Corona Virus: How Are We Doing?

You have the virus

  • Yes

    Votes: 13 5.7%
  • I've been quaranteened

    Votes: 13 5.7%
  • I personally know someone who has been diagnosed

    Votes: 64 28.1%
  • Clear as far as I know

    Votes: 152 66.7%

  • Total voters
    228

PK99

Legendary Member
Location
SW19
MrsF's friend texted in a panic yesterday - her teen daughter has tested positive. Further update, she's tested positive too - worried sick ! Hopefully she'll be OK. Teen daughter works in a nursery, but is still going out visiting friends and her boyfriend. So there are a load of folk who will now have to isolate. :whistle:
Utterly unacceptable behavior.
 

johnblack

Über Member
I think we'll see more problems with the type of person that likes to be seen and heard, than those who are happy in their own company.

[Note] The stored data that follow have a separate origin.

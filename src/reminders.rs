//! Background Reminders
//!
//! Periodic task that runs while the server is up:
//! - Daily reminder: once per local day, shortly after the configured time
//! - Meeting reminders: attendees of events starting within the lead time
//!   get one "starts in N minutes" email per event
//!
//! Every send goes through the orchestrator, so fan-out failures stay
//! isolated per recipient exactly like confirmations.

use crate::capabilities::Event;
use crate::config::Config;
use crate::orchestrator::Orchestrator;
use chrono::{DateTime, Duration as ChronoDuration, NaiveDate, NaiveTime, Utc};
use chrono_tz::Tz;
use std::collections::HashSet;
use std::sync::atomic::{AtomicU64, Ordering};
use std::sync::Arc;
use std::time::Duration;
use tokio::sync::Mutex;
use tokio::time::interval;
use tracing::{debug, info, warn};

/// How long after the configured time a missed daily reminder still goes out
const DAILY_WINDOW_MINUTES: i64 = 60;

/// Configuration for the reminder scheduler
#[derive(Debug, Clone)]
pub struct ReminderConfig {
    /// Local time-of-day of the daily reminder
    pub daily_time: NaiveTime,
    /// Lead time for meeting reminders
    pub meeting_lead_minutes: u32,
    /// Zone the daily time is expressed in
    pub timezone: Tz,
    /// Interval between checks
    pub tick: Duration,
    pub enabled: bool,
}

impl Default for ReminderConfig {
    fn default() -> Self {
        Self {
            daily_time: NaiveTime::from_hms_opt(9, 0, 0).unwrap_or_default(),
            meeting_lead_minutes: 15,
            timezone: Tz::UTC,
            tick: Duration::from_secs(60),
            enabled: false,
        }
    }
}

impl ReminderConfig {
    pub fn from_config(config: &Config) -> Self {
        Self {
            daily_time: config.daily_reminder_time,
            meeting_lead_minutes: config.meeting_reminder_minutes,
            timezone: config.timezone,
            enabled: config.reminders_enabled,
            ..Default::default()
        }
    }
}

/// Reminder task types
#[derive(Debug, Clone, Copy, PartialEq, Eq, Hash)]
pub enum ReminderTask {
    DailyReminder,
    MeetingReminder,
}

impl ReminderTask {
    pub fn as_str(&self) -> &'static str {
        match self {
            ReminderTask::DailyReminder => "daily_reminder",
            ReminderTask::MeetingReminder => "meeting_reminder",
        }
    }
}

/// Counters for the scheduler
#[derive(Debug, Default)]
pub struct ReminderStats {
    pub daily_sent: AtomicU64,
    pub meeting_reminders_sent: AtomicU64,
    pub failures: AtomicU64,
}

/// Identity of an event for once-only reminders
#[derive(Debug, Clone, PartialEq, Eq, Hash)]
struct EventKey {
    title: String,
    start: DateTime<Utc>,
}

impl From<&Event> for EventKey {
    fn from(event: &Event) -> Self {
        Self {
            title: event.title().to_string(),
            start: event.start_time(),
        }
    }
}

/// Background reminder scheduler
pub struct ReminderScheduler {
    config: ReminderConfig,
    orchestrator: Arc<Orchestrator>,
    stats: Arc<ReminderStats>,
    last_daily: Mutex<Option<NaiveDate>>,
    reminded: Mutex<HashSet<EventKey>>,
}

impl ReminderScheduler {
    pub fn new(orchestrator: Arc<Orchestrator>, config: ReminderConfig) -> Self {
        Self {
            config,
            orchestrator,
            stats: Arc::new(ReminderStats::default()),
            last_daily: Mutex::new(None),
            reminded: Mutex::new(HashSet::new()),
        }
    }

    pub fn stats(&self) -> Arc<ReminderStats> {
        self.stats.clone()
    }

    /// Run a single check at `now`
    pub async fn run_once(&self, now: DateTime<Utc>) -> Vec<(ReminderTask, usize)> {
        let mut results = Vec::new();

        if self.daily_due(now).await {
            let sent = match self.orchestrator.send_daily_reminder().await {
                Ok(_) => {
                    self.stats.daily_sent.fetch_add(1, Ordering::Relaxed);
                    1
                }
                Err(e) => {
                    warn!("Daily reminder failed: {}", e);
                    self.stats.failures.fetch_add(1, Ordering::Relaxed);
                    0
                }
            };
            results.push((ReminderTask::DailyReminder, sent));
        }

        let sent = self.send_meeting_reminders(now).await;
        if sent > 0 {
            results.push((ReminderTask::MeetingReminder, sent));
        }

        results
    }

    /// True at most once per local day, inside the window after the daily time.
    /// The window may run past midnight; it belongs to the day it opened on.
    /// Claims the day, so a failed attempt is not retried until tomorrow.
    async fn daily_due(&self, now: DateTime<Utc>) -> bool {
        let local = now.with_timezone(&self.config.timezone).naive_local();
        let mut slot = local.date().and_time(self.config.daily_time);
        if slot > local {
            slot -= ChronoDuration::days(1);
        }
        if local - slot >= ChronoDuration::minutes(DAILY_WINDOW_MINUTES) {
            return false;
        }

        let day = slot.date();
        let mut last = self.last_daily.lock().await;
        if *last == Some(day) {
            return false;
        }
        *last = Some(day);
        true
    }

    /// Remind attendees of events starting within the lead time; returns emails delivered
    async fn send_meeting_reminders(&self, now: DateTime<Utc>) -> usize {
        let lead = ChronoDuration::minutes(i64::from(self.config.meeting_lead_minutes));
        if lead <= ChronoDuration::zero() {
            return 0;
        }

        let events = match self.orchestrator.list_events().await {
            Ok(events) => events,
            Err(e) => {
                warn!("Meeting reminder check failed: {}", e);
                self.stats.failures.fetch_add(1, Ordering::Relaxed);
                return 0;
            }
        };

        let mut reminded = self.reminded.lock().await;
        reminded.retain(|key| key.start > now);

        let mut delivered = 0;
        for event in &events {
            let until = event.start_time() - now;
            if until <= ChronoDuration::zero() || until > lead {
                continue;
            }
            if !reminded.insert(EventKey::from(event)) {
                continue;
            }

            // round up so "starts in 0 minutes" never goes out
            let minutes = (until.num_seconds() + 59) / 60;
            let outcome = self.orchestrator.send_meeting_reminder(event, minutes).await;
            debug!(
                title = event.title(),
                sent = outcome.succeeded.len(),
                failed = outcome.failed.len(),
                "Meeting reminder fan-out finished"
            );
            delivered += outcome.succeeded.len();
            self.stats
                .meeting_reminders_sent
                .fetch_add(outcome.succeeded.len() as u64, Ordering::Relaxed);
            self.stats
                .failures
                .fetch_add(outcome.failed.len() as u64, Ordering::Relaxed);
        }
        delivered
    }

    /// Tick until shutdown is signalled
    pub async fn run_continuous(self: Arc<Self>, shutdown: tokio::sync::watch::Receiver<bool>) {
        if !self.config.enabled {
            info!("Reminder scheduler disabled");
            return;
        }

        info!(
            daily_time = %self.config.daily_time.format("%H:%M"),
            lead_minutes = self.config.meeting_lead_minutes,
            "Starting reminder scheduler"
        );
        let mut interval = interval(self.config.tick);

        let mut shutdown = shutdown;
        loop {
            tokio::select! {
                _ = interval.tick() => {
                    for (task, count) in self.run_once(Utc::now()).await {
                        info!(task = task.as_str(), count, "Reminder task ran");
                    }
                }
                _ = shutdown.changed() => {
                    if *shutdown.borrow() {
                        info!("Reminder scheduler shutting down");
                        break;
                    }
                }
            }
        }
    }
}

#[cfg(test)]
mod tests {
    use super::*;
    use crate::capabilities::{
        Capabilities, CalendarCapability, DemoModel, NotificationCapability, UpstreamError,
    };
    use crate::composer::Composer;
    use crate::config::AssistantIdentity;
    use async_trait::async_trait;

    const OPERATOR: &str = "me@corp.com";

    fn at(rfc3339: &str) -> DateTime<Utc> {
        DateTime::parse_from_rfc3339(rfc3339).unwrap().with_timezone(&Utc)
    }

    struct FixedCalendar {
        events: Vec<Event>,
    }

    #[async_trait]
    impl CalendarCapability for FixedCalendar {
        fn name(&self) -> &'static str {
            "fixed"
        }

        async fn schedule(
            &self,
            _attendees: &[String],
            _start: DateTime<Utc>,
            _end: DateTime<Utc>,
            _title: &str,
        ) -> Result<(), UpstreamError> {
            Ok(())
        }

        async fn upcoming(&self) -> Result<Vec<Event>, UpstreamError> {
            Ok(self.events.clone())
        }
    }

    #[derive(Default)]
    struct Outbox {
        sent: std::sync::Mutex<Vec<(String, String)>>,
    }

    #[async_trait]
    impl NotificationCapability for Outbox {
        fn name(&self) -> &'static str {
            "outbox"
        }

        async fn send(&self, to: &str, subject: &str, _body: &str) -> Result<(), UpstreamError> {
            self.sent.lock().unwrap().push((to.to_string(), subject.to_string()));
            Ok(())
        }
    }

    fn scheduler(events: Vec<Event>, outbox: Arc<Outbox>) -> ReminderScheduler {
        scheduler_with(
            events,
            outbox,
            ReminderConfig {
                enabled: true,
                ..Default::default()
            },
        )
    }

    fn scheduler_with(events: Vec<Event>, outbox: Arc<Outbox>, config: ReminderConfig) -> ReminderScheduler {
        let orchestrator = Orchestrator::new(
            Capabilities::new(
                Arc::new(FixedCalendar { events }),
                outbox,
                Arc::new(DemoModel::new()),
            ),
            AssistantIdentity::new(OPERATOR, "assistant@corp.com", "Assistant"),
            Composer::default(),
        );
        ReminderScheduler::new(Arc::new(orchestrator), config)
    }

    fn standup() -> Event {
        Event::new(
            "Standup",
            vec!["a@b.com".to_string(), OPERATOR.to_string()],
            at("2024-01-15T14:00:00Z"),
            at("2024-01-15T14:15:00Z"),
        )
        .unwrap()
    }

    #[test]
    fn test_task_names() {
        assert_eq!(ReminderTask::DailyReminder.as_str(), "daily_reminder");
        assert_eq!(ReminderTask::MeetingReminder.as_str(), "meeting_reminder");
    }

    #[tokio::test]
    async fn test_daily_reminder_once_per_day() {
        let outbox = Arc::new(Outbox::default());
        let scheduler = scheduler(Vec::new(), outbox.clone());

        assert!(scheduler.run_once(at("2024-01-15T08:59:00Z")).await.is_empty());
        assert_eq!(
            scheduler.run_once(at("2024-01-15T09:00:30Z")).await,
            vec![(ReminderTask::DailyReminder, 1)]
        );
        assert!(scheduler.run_once(at("2024-01-15T09:01:30Z")).await.is_empty());
        assert!(scheduler.run_once(at("2024-01-15T11:00:00Z")).await.is_empty());
        assert_eq!(
            scheduler.run_once(at("2024-01-16T09:05:00Z")).await,
            vec![(ReminderTask::DailyReminder, 1)]
        );

        let sent = outbox.sent.lock().unwrap();
        assert_eq!(sent.len(), 2);
        assert!(sent.iter().all(|(to, _)| to == OPERATOR));
    }

    #[tokio::test]
    async fn test_daily_window_wraps_midnight() {
        let outbox = Arc::new(Outbox::default());
        let scheduler = scheduler_with(
            Vec::new(),
            outbox.clone(),
            ReminderConfig {
                enabled: true,
                daily_time: NaiveTime::from_hms_opt(23, 30, 0).unwrap(),
                ..Default::default()
            },
        );

        // opened on the 15th, still open 40 minutes later on the 16th
        assert_eq!(
            scheduler.run_once(at("2024-01-16T00:10:00Z")).await,
            vec![(ReminderTask::DailyReminder, 1)]
        );
        // the 15th is claimed; the window has closed by 00:30
        assert!(scheduler.run_once(at("2024-01-16T00:20:00Z")).await.is_empty());
        assert!(scheduler.run_once(at("2024-01-16T00:30:00Z")).await.is_empty());
        assert!(scheduler.run_once(at("2024-01-16T23:00:00Z")).await.is_empty());
        assert_eq!(
            scheduler.run_once(at("2024-01-16T23:30:00Z")).await,
            vec![(ReminderTask::DailyReminder, 1)]
        );
        assert_eq!(outbox.sent.lock().unwrap().len(), 2);
    }

    #[tokio::test]
    async fn test_meeting_reminder_once_per_event() {
        let outbox = Arc::new(Outbox::default());
        let scheduler = scheduler(vec![standup()], outbox.clone());

        // 20 minutes out: not yet
        assert!(scheduler.run_once(at("2024-01-15T13:40:00Z")).await.is_empty());
        assert_eq!(
            scheduler.run_once(at("2024-01-15T13:50:00Z")).await,
            vec![(ReminderTask::MeetingReminder, 1)]
        );
        assert!(scheduler.run_once(at("2024-01-15T13:55:00Z")).await.is_empty());

        let sent = outbox.sent.lock().unwrap();
        assert_eq!(
            *sent,
            vec![(
                "a@b.com".to_string(),
                "Reminder: Standup starts in 10 minutes".to_string()
            )]
        );
        assert_eq!(scheduler.stats().meeting_reminders_sent.load(Ordering::Relaxed), 1);
    }

    #[tokio::test]
    async fn test_disabled_scheduler_returns_immediately() {
        let outbox = Arc::new(Outbox::default());
        let mut scheduler = scheduler(Vec::new(), outbox);
        scheduler.config.enabled = false;
        let (_tx, rx) = tokio::sync::watch::channel(false);
        Arc::new(scheduler).run_continuous(rx).await;
    }
}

In some ways the latter have already adjusted to the situation.

The belief that in order to get on in life, you must be seen and heard, above everyone else, is in for a shakeup.
Some people don't want to be on their own and it is not healthy for them. People that do not go out and enjoy the solitary existence haven't had to adjust that much, but wanting to go out, enjoy other peoples company and be social is not about desire to be seen and heard, or wanting to get on, it's an absolute built in part of human nature for most people. To be expected to adjust and conform to an alien way of life is not something that anyone should want or expect and we need to strive to return to normal as soon as it is possible.
 

classic33

Legendary Member
Some people don't want to be on their own and it is not healthy for them. People that do not go out and enjoy the solitary existence haven't had to adjust that much, but wanting to go out, enjoy other peoples company and be social is not about desire to be seen and heard, or wanting to get on, it's an absolute built in part of human nature for most people. To be expected to adjust and conform to an alien way of life is not something that anyone should want or expect and we need to strive to return to normal as soon as it is possible.
Like it or not, we're all going to have to adjust to a new "normal". My opinion on that is that those who are "happy in their own company" will find this change easier.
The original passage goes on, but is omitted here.